You are viewing a plain text version of this content. The canonical link for it is here.

Posted to dev@lucene.apache.org by Alex Aw Seat Kiong <al...@bigonthenet.com> on 2004/05/14 03:31:12 UTC

Are lucene have a configuration feature for storage compression option?

Hi!

Some question about lucene:
1. Are lucene have a configuration feature for storage compression option?

2. Any purse java code for  Excel and Powerpoint parser can be use to support lucene index Excel and Powerpoint documents?

3. How to get the information as below. Any API for it? 

- total number index/document was  indexed.
- total index size per storage was  indexed.
- last index updated date was  indexed.
- total number index/document was  deleted.



Thanks.


Regards,
AlexAw

Re: stored field compression

Posted by Drew Farris <al...@prodigy.net>.

On Fri, 2004-05-14 at 19:35, Dmitry Serebrennikov wrote:

> >
> > Sounds like a good plan.  String-values remain as fast as they are, 
> > and binary values 

> are no slower.  We can easily layer compression, 
> > etc. on top of this.
> >
> > Are you volunteering? 
> 
> :)
> I'm pretty well pressed for time right now, so if someone else can pick 
> this up it would probably get done sooner.
> Let me see how my weekend pans out.

Hi All, 

I'm new here, so I'm not sure what the proper formalities for doing this
are, but I had some free time today and whipped up a patch that adds
binary value support to Field based on what's been already discussed.

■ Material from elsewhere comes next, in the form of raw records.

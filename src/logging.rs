//! Tracing subscriber setup.
//!
//! Logs go to stderr so command output on stdout stays pipeable. The filter
//! comes from `RUST_LOG`, then `LOG_LEVEL`, then defaults to `info`; `sqlx`
//! and `hyper` are capped at `warn` unless `RUST_LOG` says otherwise.

use tracing_subscriber::EnvFilter;

const QUIET_TARGETS: &str = "sqlx=warn,hyper=warn";

/// Filter directives for the given environment values.
pub fn filter_directives(rust_log: Option<&str>, log_level: Option<&str>) -> String {
    if let Some(custom) = rust_log.filter(|s| !s.trim().is_empty()) {
        return custom.to_string();
    }
    let level = log_level
        .map(|l| l.trim().to_ascii_lowercase())
        .filter(|l| !l.is_empty())
        .unwrap_or_else(|| "info".to_string());
    format!("{},{}", level, QUIET_TARGETS)
}

/// Install the global subscriber. Safe to call more than once; later calls
/// are no-ops.
pub fn init_tracing() {
    let rust_log = std::env::var("RUST_LOG").ok();
    let log_level = std::env::var("LOG_LEVEL").ok();
    let directives = filter_directives(rust_log.as_deref(), log_level.as_deref());
    let filter = EnvFilter::try_new(&directives).unwrap_or_else(|_| EnvFilter::new("info"));

    let _ = tracing_subscriber::fmt()
        .with_env_filter(filter)
        .with_writer(std::io::stderr)
        .with_ansi(atty::is(atty::Stream::Stderr))
        .try_init();
}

Since its my first contribution ever, if it's not 100% perfect please
forgive, and maybe it will be of some use to Dimitry or anyone else who
was planning on or in the midst of implementing this.

This is not extensively tested, and I was hoping from some guidance from
the other developers in this area. I modified the unit test for Document
to verify it's operation -- are there any others that I should update to
fully test this addition? Are the unit tests sufficient, or should I go
to the extent of building a little app to test this and do some actual
searching?

At any rate, I hope this is useful to some degree. This patch is
performed against today's HEAD. Should I be patching against tagged
releases?

Any critique is welcome.

Drew

Re: stored field compression

Posted by Dmitry Serebrennikov <dm...@earthlink.net>.

Doug Cutting wrote:

> Dmitry Serebrennikov wrote:
>
>> Actually, I was thinking of something simpler... Somthing like a 
>> special case where one could supply binary data directly into a 
>> stored field. Something like:
>> public class Field {
>>    public static Field Binary(String name, byte[] value);
>>    public boolean isBinary();
>>    public byte[] binaryValue();
>> }
>>
>> This would automatically become a stored field. Lucene wouldn't need 
>> to know what the data means - just carry it around. The binaryValue() 
>> can return null unless isBinary() is true, in which case you'd get 
>> the data back and stringValue() would return null instead.
>>
>> This would be a start. If we want to provide special handling for 
>> ints, floats, and so on, we provide a BinaryField class, a la DateField.
>
>
> Sounds like a good plan.  String-values remain as fast as they are, 
> and binary values are no slower.  We can easily layer compression, 
> etc. on top of this.
>
> Are you volunteering? 

:)
I'm pretty well pressed for time right now, so if someone else can pick 
this up it would probably get done sooner.
Let me see how my weekend pans out.

Dmitry.

>
>
> Doug
>
> ---------------------------------------------------------------------
> To unsubscribe, e-mail: lucene-dev-unsubscribe@jakarta.apache.org
> For additional commands, e-mail: lucene-dev-help@jakarta.apache.org
>
>



---------------------------------------------------------------------
To unsubscribe, e-mail: lucene-dev-unsubscribe@jakarta.apache.org
For additional commands, e-mail: lucene-dev-help@jakarta.apache.org

Re: stored field compression

Posted by Doug Cutting <cu...@apache.org>.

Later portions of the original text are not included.